I had given no thought to the nature of "society." I just lived in it. And stupidly I said, "Why Dr. Trueblood, that is too deep for words." He just looked at me and then quietly said, "Young man, don't ever say to me anything is too deep for words. If you can't say it, then you don't know it." I had completely forgotten that Dr. Trueblood had a PhD in linguistic analysis from Johns Hopkins!
Over the week, he lifted my head. And at the end he told me, "Mack, I want to come to Hereford. I want to meet your people. I want to see if God is using you to produce in their lives the Word you are presenting." And so began the next seventeen years of walking together until he passed from our seeing.
Now we all remember that the process of osmosis takes place when a liquid with a higher concentration flows through a semi‐permeable membrane into a liquid with a lesser concentration.
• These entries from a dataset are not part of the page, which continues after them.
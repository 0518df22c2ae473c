//! Server statistics
//!
//! The fixed counter block returned by a STATS request.

/// Server counters, in the order they appear on the wire
#[derive(Debug, Clone, Copy, PartialEq, Eq)]
pub struct ServerStats {
    /// Main-loop cycles since the server started
    pub cycles: u64,

    /// GET requests served
    pub gets: u64,

    /// PUT requests received
    pub puts: u64,

    /// Connections accepted since startup
    pub connections_accepted: u64,

    /// Connections currently open
    pub connections_active: u64,
}
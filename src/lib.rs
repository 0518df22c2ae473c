//! # Bertha
//!
//! Client library for the BerthaD content-addressed blob server, with:
//! - One TCP connection per operation, half-duplex request/response
//! - Streaming PUT and GET (blobs never buffered whole)
//! - 32-byte content-hash keys, hex-encoded at the API surface
//!
//! ## Architecture Overview
//!
//! ```text
//! ┌─────────────────────────────────────────────────────────────┐
//! │                     BerthaClient                             │
//! │     (list / put / get / sget / size / stats / quit)          │
//! └─────────────────────┬───────────────────────────────────────┘
//!                       │
//! ┌─────────────────────▼───────────────────────────────────────┐
//! │                     Connection                               │
//! │        (write request ▸ half-close ▸ read response)          │
//! └─────────────────────┬───────────────────────────────────────┘
//!                       │
//!          ┌────────────┴────────────┐
//!          │                         │
//!          ▼                         ▼
//!   ┌─────────────┐          ┌─────────────┐
//!   │   Protocol  │          │   connect   │
//!   │   (codec)   │          │ (resolver)  │
//!   └─────────────┘          └─────────────┘
//! ```

// =============================================================================
// Module Declarations
// =============================================================================

pub mod error;
pub mod config;

pub mod protocol;
pub mod network;
pub mod client;

// =============================================================================
// Public API Re-exports
// =============================================================================

pub use error::{BerthaError, Result};
pub use config::Config;
pub use client::{BerthaClient, BlobReader, KeyIter, PutHandle};
pub use protocol::{BlobKey, ServerStats};

// =============================================================================
// Version Info
// =============================================================================

/// Current version of the Bertha client
pub const VERSION: &str = env!("CARGO_PKG_VERSION");
//! Blob key definitions
//!
//! A key is the 32-byte content hash the server assigns to a stored blob.
//! On the wire it travels as raw bytes; everywhere user-facing it is a
//! 64-character lowercase hex string.

use std::fmt;
use std::str::FromStr;

use crate::error::{BerthaError, Result};

/// Length of a blob key in raw bytes
pub const KEY_LEN: usize = 32;

/// Length of a blob key in hex characters
pub const KEY_HEX_LEN: usize = 2 * KEY_LEN;

/// A server-assigned content hash identifying a stored blob
///
/// Keys are opaque to the client; it only transmits and receives them.
#[derive(Debug, Clone, Copy, PartialEq, Eq, Hash)]
pub struct BlobKey([u8; KEY_LEN]);

impl BlobKey {
    /// Wrap raw key bytes received from the server
    pub fn from_bytes(bytes: [u8; KEY_LEN]) -> Self {
        Self(bytes)
    }

    /// Parse a 64-character hex string into a key
    ///
    /// Rejects anything that is not exactly [`KEY_HEX_LEN`] hex digits.
    pub fn parse(s: &str) -> Result<Self> {
        if s.len() != KEY_HEX_LEN {
            return Err(BerthaError::InvalidKey(format!(
                "expected {} hex characters, got {}",
                KEY_HEX_LEN,
                s.len()
            )));
        }

        let mut bytes = [0u8; KEY_LEN];
        hex::decode_to_slice(s, &mut bytes)
            .map_err(|e| BerthaError::InvalidKey(format!("{}: {:?}", e, s)))?;

        Ok(Self(bytes))
    }

    /// The raw wire representation
    pub fn as_bytes(&self) -> &[u8; KEY_LEN] {
        &self.0
    }

    /// The canonical lowercase hex representation
    pub fn to_hex(&self) -> String {
        hex::encode(self.0)
    }
}

impl FromStr for BlobKey {
    type Err = BerthaError;

    fn from_str(s: &str) -> Result<Self> {
        Self::parse(s)
    }
}

impl fmt::Display for BlobKey {
    fn fmt(&self, f: &mut fmt::Formatter<'_>) -> fmt::Result {
        write!(f, "{}", hex::encode(self.0))
    }
}

impl AsRef<[u8]> for BlobKey {
    fn as_ref(&self) -> &[u8] {
        &self.0
    }
}
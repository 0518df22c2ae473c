//! Protocol Module
//!
//! Defines the wire protocol spoken to a Bertha server.
//!
//! ## Protocol Format
//!
//! One TCP connection per operation. The client writes the request, shuts
//! down its write side, then reads the response.
//!
//! ### Request Format
//! ```text
//! ┌──────────┬───────────────┬──────────────┬──────────────┐
//! │ Op (1)   │ [Size (8 LE)] │ [Key (32)]   │ [Body ...]   │
//! └──────────┴───────────────┴──────────────┴──────────────┘
//! ```
//!
//! ### Opcodes
//! - 0x00: LIST  - no fields; response: concatenated 32-byte keys to EOF
//! - 0x01: PUT   - body; response: 32-byte key of the stored blob
//! - 0x02: GET   - key; response: raw blob bytes to EOF
//! - 0x03: QUIT  - no fields; no response
//! - 0x04: SPUT  - size hint + body; response: 32-byte key
//! - 0x05: SGET  - key; response: size (8 LE) then blob bytes to EOF
//! - 0x06: SIZE  - key; response: size (8 LE)
//! - 0x07: STATS - no fields; response: five 8-byte LE counters
//!
//! A SIZE or SGET response of zero bytes means the key is not stored.

mod codec;
mod key;
mod request;
mod stats;

pub use codec::{encode_request, read_key, read_size, read_stats, write_request, SIZE_LEN, STATS_LEN};
pub use key::{BlobKey, KEY_HEX_LEN, KEY_LEN};
pub use request::{Opcode, Request};
pub use stats::ServerStats;
//! Two-phase PUT
//!
//! Handle type for callers that produce the blob body incrementally.

use std::io::{self, Write};

use crate::error::Result;
use crate::network::Connection;
use crate::protocol::{read_key, BlobKey};

/// An in-progress PUT
///
/// Obtained from [`BerthaClient::put`](crate::BerthaClient::put). Write the
/// body through the [`Write`] impl, then call [`finish`](PutHandle::finish)
/// to complete the exchange and learn the blob's key.
///
/// Dropping the handle without calling `finish` abandons the upload: the
/// connection closes mid-request and the server discards or truncates the
/// blob at its discretion. Callers must drive every PUT to `finish` (or
/// deliberately abandon it); there is no implicit completion.
pub struct PutHandle {
    conn: Connection,
}

impl PutHandle {
    pub(crate) fn new(conn: Connection) -> Self {
        Self { conn }
    }

    /// Finish the PUT and return the key of the stored blob
    ///
    /// Flushes the body, half-closes the write side so the server sees the
    /// body end, and reads the 32-byte key the server assigned.
    pub fn finish(mut self) -> Result<BlobKey> {
        self.conn.finish_request()?;
        let key = read_key(self.conn.reader())?;
        tracing::debug!("stored blob {}", key);
        Ok(key)
    }
}

impl Write for PutHandle {
    fn write(&mut self, buf: &[u8]) -> io::Result<usize> {
        self.conn.write(buf)
    }

    fn flush(&mut self) -> io::Result<()> {
        self.conn.flush()
    }
}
That's how it was with Elton. Here was his incredibly rich life concentration of intellect, experience, proficiency, depth, and initiative willingly pressing heart to heart with so many of us and showing each of us in turn and all of us together that friendship is the osmosis of the soul.
I share the story above because it illustrates that transcendent principles and means must be utilized to grasp us and to transform us. We cannot grow to maturity alone. We can only grow through our willingness to embrace and to be embraced. Elton lived by the principle that "the greatest heresy is to make small what God intended to make large." To Elton, every person was large, and to diminish any was abject heresy. He typified Ruskin's great dictum, "The most valuable jewel to emerge from a mine is the miner himself."
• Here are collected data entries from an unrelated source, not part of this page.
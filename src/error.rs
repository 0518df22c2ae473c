//! Error types for the Bertha client
//!
//! Provides a unified error type for all operations.

use thiserror::Error;

/// Result type alias using BerthaError
pub type Result<T> = std::result::Result<T, BerthaError>;

/// Unified error type for Bertha client operations
#[derive(Debug, Error)]
pub enum BerthaError {
    // -------------------------------------------------------------------------
    // I/O Errors
    // -------------------------------------------------------------------------
    #[error("IO error: {0}")]
    Io(#[from] std::io::Error),

    // -------------------------------------------------------------------------
    // Connection Errors
    // -------------------------------------------------------------------------
    #[error("could not connect to {host}:{port}")]
    Connection { host: String, port: u16 },

    // -------------------------------------------------------------------------
    // Key Errors
    // -------------------------------------------------------------------------
    #[error("invalid blob key: {0}")]
    InvalidKey(String),

    #[error("blob not found")]
    NotFound,

    // -------------------------------------------------------------------------
    // Protocol Errors
    // -------------------------------------------------------------------------
    #[error("protocol error: {0}")]
    Protocol(String),
}
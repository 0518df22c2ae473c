//! Bertha console utility
//!
//! List, store and retrieve blobs on a Bertha server.

use std::fs::File;
use std::io::{self, Read, Write};

use clap::{Parser, Subcommand};
use tracing_subscriber::{fmt, EnvFilter};

use bertha::{BerthaClient, BlobKey, Result};

/// Bertha CLI
#[derive(Parser, Debug)]
#[command(name = "bertha")]
#[command(about = "List, store and retrieve blobs on a Bertha server")]
#[command(version)]
struct Args {
    /// Host of the Bertha server
    #[arg(short = 'H', long, default_value = "localhost")]
    host: String,

    /// Port of the Bertha server
    #[arg(short, long, default_value_t = 819)]
    port: u16,

    #[command(subcommand)]
    command: Commands,
}

#[derive(Subcommand, Debug)]
enum Commands {
    /// List blobs on the server
    List,

    /// Get a blob by hash
    Get {
        /// Hash of the blob to retrieve
        hash: String,

        /// Destination file, - for stdout
        #[arg(default_value = "-")]
        file: String,
    },

    /// Put a blob on the server
    Put {
        /// Source file, - for stdin
        #[arg(default_value = "-")]
        file: String,
    },

    /// Show the stored size of a blob
    Size {
        /// Hash of the blob to measure
        hash: String,
    },

    /// Show server counters
    Stats,

    /// Tell the server to shut down
    Quit,
}

fn main() {
    // Initialize tracing/logging; diagnostics go to stderr so blob bytes
    // on stdout stay clean
    let filter = EnvFilter::try_from_default_env().unwrap_or_else(|_| EnvFilter::new("warn"));

    fmt()
        .with_env_filter(filter)
        .with_writer(io::stderr)
        .init();

    let args = Args::parse();
    let client = BerthaClient::new(args.host, args.port);

    if let Err(e) = run(&client, args.command) {
        tracing::error!("{}", e);
        std::process::exit(1);
    }
}

fn run(client: &BerthaClient, command: Commands) -> Result<()> {
    match command {
        Commands::List => {
            for key in client.list_iter()? {
                println!("{}", key?);
            }
        }

        Commands::Get { hash, file } => {
            let key: BlobKey = hash.parse()?;
            let blob = client.get(&key)?;
            copy_to_output(blob, &file)?;
        }

        Commands::Put { file } => {
            let key = if file == "-" {
                let stdin = io::stdin();
                client.put_reader(stdin.lock(), None)?
            } else {
                client.put_file(&file)?
            };
            println!("{}", key);
        }

        Commands::Size { hash } => {
            let key: BlobKey = hash.parse()?;
            println!("{}", client.size(&key)?);
        }

        Commands::Stats => {
            let stats = client.stats()?;
            println!("cycles:               {}", stats.cycles);
            println!("gets:                 {}", stats.gets);
            println!("puts:                 {}", stats.puts);
            println!("connections accepted: {}", stats.connections_accepted);
            println!("connections active:   {}", stats.connections_active);
        }

        Commands::Quit => {
            client.quit()?;
        }
    }

    Ok(())
}

/// Drain a blob stream into a file, or stdout for "-"
fn copy_to_output<R: Read>(mut blob: R, file: &str) -> Result<()> {
    if file == "-" {
        let stdout = io::stdout();
        let mut out = stdout.lock();
        io::copy(&mut blob, &mut out)?;
        out.flush()?;
    } else {
        let mut out = File::create(file)?;
        io::copy(&mut blob, &mut out)?;
    }
    Ok(())
}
So Elton answers a letter from an unknown. He sees a willing heart in an invitation. He comes to a city steeped in separation. Elton mentored my mother. He even took her along with a few others to England to spend days with the great Malcolm Muggeridge. He befriended me. When he said, "I will come to Hereford," I felt like a twentieth‐century Zacchaeus.
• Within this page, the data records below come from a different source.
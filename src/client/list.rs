//! Lazy key listing
//!
//! Iterator type for streaming LIST responses.

use std::io::{BufReader, ErrorKind, Read};
use std::net::TcpStream;

use crate::error::Result;
use crate::protocol::{BlobKey, KEY_LEN};

/// Streaming iterator over the keys a LIST request returns
///
/// Single-pass and non-restartable: each key is read off the wire as the
/// iterator advances, and the connection cannot be rewound. Iteration ends
/// at EOF; a trailing fragment shorter than one key is discarded. The
/// connection closes when the iterator is dropped, finished or not.
pub struct KeyIter {
    reader: BufReader<TcpStream>,
}

impl KeyIter {
    pub(crate) fn new(reader: BufReader<TcpStream>) -> Self {
        Self { reader }
    }
}

impl Iterator for KeyIter {
    type Item = Result<BlobKey>;

    fn next(&mut self) -> Option<Self::Item> {
        let mut buf = [0u8; KEY_LEN];
        let mut filled = 0;

        while filled < KEY_LEN {
            match self.reader.read(&mut buf[filled..]) {
                // EOF: a whole key ends iteration cleanly; so does a
                // partial one, which the protocol says to discard.
                Ok(0) => return None,
                Ok(n) => filled += n,
                Err(ref e) if e.kind() == ErrorKind::Interrupted => continue,
                Err(e) => return Some(Err(e.into())),
            }
        }

        Some(Ok(BlobKey::from_bytes(buf)))
    }
}
//! Streaming blob reads
//!
//! Reader type for GET and SGET response bodies.

use std::io::{self, BufReader, Read};
use std::net::TcpStream;

/// The body of a retrieved blob, read straight off the wire
///
/// Yields the blob bytes until EOF; nothing is buffered beyond a small
/// read-ahead window, so arbitrarily large blobs stream in constant
/// memory. Dropping the reader closes the connection.
pub struct BlobReader {
    reader: BufReader<TcpStream>,
}

impl BlobReader {
    pub(crate) fn new(reader: BufReader<TcpStream>) -> Self {
        Self { reader }
    }
}

impl Read for BlobReader {
    fn read(&mut self, buf: &mut [u8]) -> io::Result<usize> {
        self.reader.read(buf)
    }
}
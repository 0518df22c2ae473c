//! Request definitions
//!
//! Represents requests sent to the server.

use super::BlobKey;

/// Operation codes, sent as the first byte of every request
#[derive(Debug, Clone, Copy, PartialEq, Eq)]
#[repr(u8)]
pub enum Opcode {
    List = 0x00,
    Put = 0x01,
    Get = 0x02,
    Quit = 0x03,
    SizedPut = 0x04,
    SizedGet = 0x05,
    Size = 0x06,
    Stats = 0x07,
}

/// A request header, before any streamed body bytes
#[derive(Debug, Clone)]
pub enum Request {
    /// List all stored keys
    List,

    /// Store a blob of unknown length (body follows)
    Put,

    /// Store a blob, hinting its length to the server (body follows)
    ///
    /// The hint lets the server preallocate; the stored blob is whatever
    /// the body actually contains, even if that differs from the hint.
    SizedPut { size: u64 },

    /// Retrieve a blob by key
    Get { key: BlobKey },

    /// Retrieve a blob by key, with its exact length up front
    SizedGet { key: BlobKey },

    /// Query the stored length of a blob
    Size { key: BlobKey },

    /// Fetch server counters
    Stats,

    /// Tell the server to terminate
    Quit,
}

impl Request {
    /// Get the request's opcode
    pub fn opcode(&self) -> Opcode {
        match self {
            Request::List => Opcode::List,
            Request::Put => Opcode::Put,
            Request::SizedPut { .. } => Opcode::SizedPut,
            Request::Get { .. } => Opcode::Get,
            Request::SizedGet { .. } => Opcode::SizedGet,
            Request::Size { .. } => Opcode::Size,
            Request::Stats => Opcode::Stats,
            Request::Quit => Opcode::Quit,
        }
    }
}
I could share all of the trips he made to be with me, the trips I made to be with him. I could share the letters he wrote, the long walks we took, and the Purpose that commanded in each meeting. And I grew because he placed a crown of praise over my head. As James Martineau said, "The human being is the only creature capable of growing into the praise he or she is given."
Every mind must be made large, Elton believed. Just look at the entire span of his authorship. He wrote everything from textbooks to biographies to sermons to even his "Hymn of Fire," in both Catholic and Protestant hymnbooks today. He constantly called for renewal. Elton fundamentally believed that one must read "the classics," and he had a list that he provided for all of the members of his association, "Yokefellow International." Once I asked him rather vapidly, "But Dr. Trueblood, shouldn't we keep abreast of the times?" "Of course!" He shot back. "But first you must get abreast of the times, and to do that you must go up the broad rivers to their springs which few behold."
And, of course, Elton believed every single heart must be made large. He had the heartiest laughter in the world. And his joy overflowed to everyone. He was always ready to tell some self‐assured preacher what the great Quaker mystic and philosopher Rufus Jones was once told by a little member of the Society of Friends: "Dr. Jones, Jesus said, ‘Feed my sheep not my giraffes!" We must have joy and empathy for all, because all are bearing a burden, he believed. He would tell me, "Mack, there is a broken heart in every pew. And your task is to ‘comfort ye my people.'"
Within four years of our meeting, Elton led me to Arnold Toynbee's work A Study of History. In volume 3, Toynbee defined society as "a system of relationships." And when I read those words, on October 27, 1981, a switch in my life was flipped. Elton had not forgotten our first meeting! Two years later, I committed the rest of my life to the renewal of our cities, nations, and world. I learned through Toynbee, through Elton, that society can only be renewed through the intentional and systematic renewal of our relationships.